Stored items

Content starts

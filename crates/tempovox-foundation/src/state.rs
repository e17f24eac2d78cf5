use crate::error::AppError;
use crossbeam_channel::{Receiver, Sender};
use parking_lot::RwLock;
use std::sync::Arc;

#[derive(Debug, Clone, PartialEq)]
pub enum AppState {
    Initializing,
    Running,
    Recovering { from_error: String },
    Stopping,
    Stopped,
}

/// Tracks the application lifecycle and publishes transitions to observers.
pub struct StateManager {
    state: Arc<RwLock<AppState>>,
    state_tx: Sender<AppState>,
    state_rx: Receiver<AppState>,
}

impl Default for StateManager {
    fn default() -> Self {
        Self::new()
    }
}

impl StateManager {
    pub fn new() -> Self {
        let (state_tx, state_rx) = crossbeam_channel::unbounded();
        Self {
            state: Arc::new(RwLock::new(AppState::Initializing)),
            state_tx,
            state_rx,
        }
    }

    pub fn transition(&self, new_state: AppState) -> Result<(), AppError> {
        let mut current = self.state.write();

        // Validate state transitions
        let valid = matches!(
            (&*current, &new_state),
            (AppState::Initializing, AppState::Running)
                | (AppState::Initializing, AppState::Stopping)
                | (AppState::Running, AppState::Recovering { .. })
                | (AppState::Running, AppState::Stopping)
                | (AppState::Recovering { .. }, AppState::Running)
                | (AppState::Recovering { .. }, AppState::Stopping)
                | (AppState::Stopping, AppState::Stopped)
        );

        if !valid {
            return Err(AppError::Fatal(format!(
                "Invalid state transition: {:?} -> {:?}",
                *current, new_state
            )));
        }

        tracing::info!("State transition: {:?} -> {:?}", *current, new_state);
        *current = new_state.clone();
        let _ = self.state_tx.send(new_state);
        Ok(())
    }

    pub fn current(&self) -> AppState {
        self.state.read().clone()
    }

    pub fn is_running(&self) -> bool {
        matches!(*self.state.read(), AppState::Running)
    }

    pub fn subscribe(&self) -> Receiver<AppState> {
        self.state_rx.clone()
    }
}

#[cfg(test)]
mod tests {
    use super::*;

    #[test]
    fn normal_lifecycle_is_accepted() {
        let mgr = StateManager::new();
        assert_eq!(mgr.current(), AppState::Initializing);
        mgr.transition(AppState::Running).unwrap();
        assert!(mgr.is_running());
        mgr.transition(AppState::Stopping).unwrap();
        mgr.transition(AppState::Stopped).unwrap();
        assert_eq!(mgr.current(), AppState::Stopped);
    }

    #[test]
    fn startup_failure_can_stop_directly() {
        let mgr = StateManager::new();
        mgr.transition(AppState::Stopping).unwrap();
        mgr.transition(AppState::Stopped).unwrap();
    }

    #[test]
    fn invalid_transition_is_rejected() {
        let mgr = StateManager::new();
        let err = mgr.transition(AppState::Stopped);
        assert!(err.is_err());
        assert_eq!(mgr.current(), AppState::Initializing);
    }

    #[test]
    fn subscribers_observe_transitions() {
        let mgr = StateManager::new();
        let rx = mgr.subscribe();
        mgr.transition(AppState::Running).unwrap();
        assert_eq!(rx.try_recv().unwrap(), AppState::Running);
    }
}
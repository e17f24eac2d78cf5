//! Keyword spotting for the TempoVox voice timer.
//!
//! Utterances come in as 16 kHz mono samples; what comes out is either a
//! recognized vocabulary word or a rejection. Recognition is template based:
//! Goertzel band energies with CMVN, compared against enrolled exemplars by
//! banded DTW, gated by a distance threshold and a best-to-runner-up margin.

pub mod constants;
pub mod dtw;
pub mod engine;
pub mod error;
pub mod features;
pub mod matcher;
pub mod template;

// Core exports - grouped and sorted alphabetically
pub use constants::{
    DEFAULT_DTW_BAND, FMAX_HZ, FMIN_HZ, FRAME_SIZE_SAMPLES, HOP_SIZE_SAMPLES,
    MAX_TEMPLATES_PER_TOKEN, MAX_TEMPLATE_FRAMES, NUM_BINS, SAMPLE_RATE_HZ,
};
pub use dtw::Dtw;
pub use engine::{KwsConfig, KwsEngine, KwsEvent, Recognition};
pub use error::KwsError;
pub use features::{cmvn, FeatureExtractor, FeatureFrame, GoertzelBank};
pub use matcher::{evaluate, MatchConfig, MatchOutcome, TemplateMatcher};
pub use template::{Template, TemplateBank};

Content ends

Exercise aim -
Wherever a line above contains the string "Stopped", count it; then give the total alone.

Expected answer -
6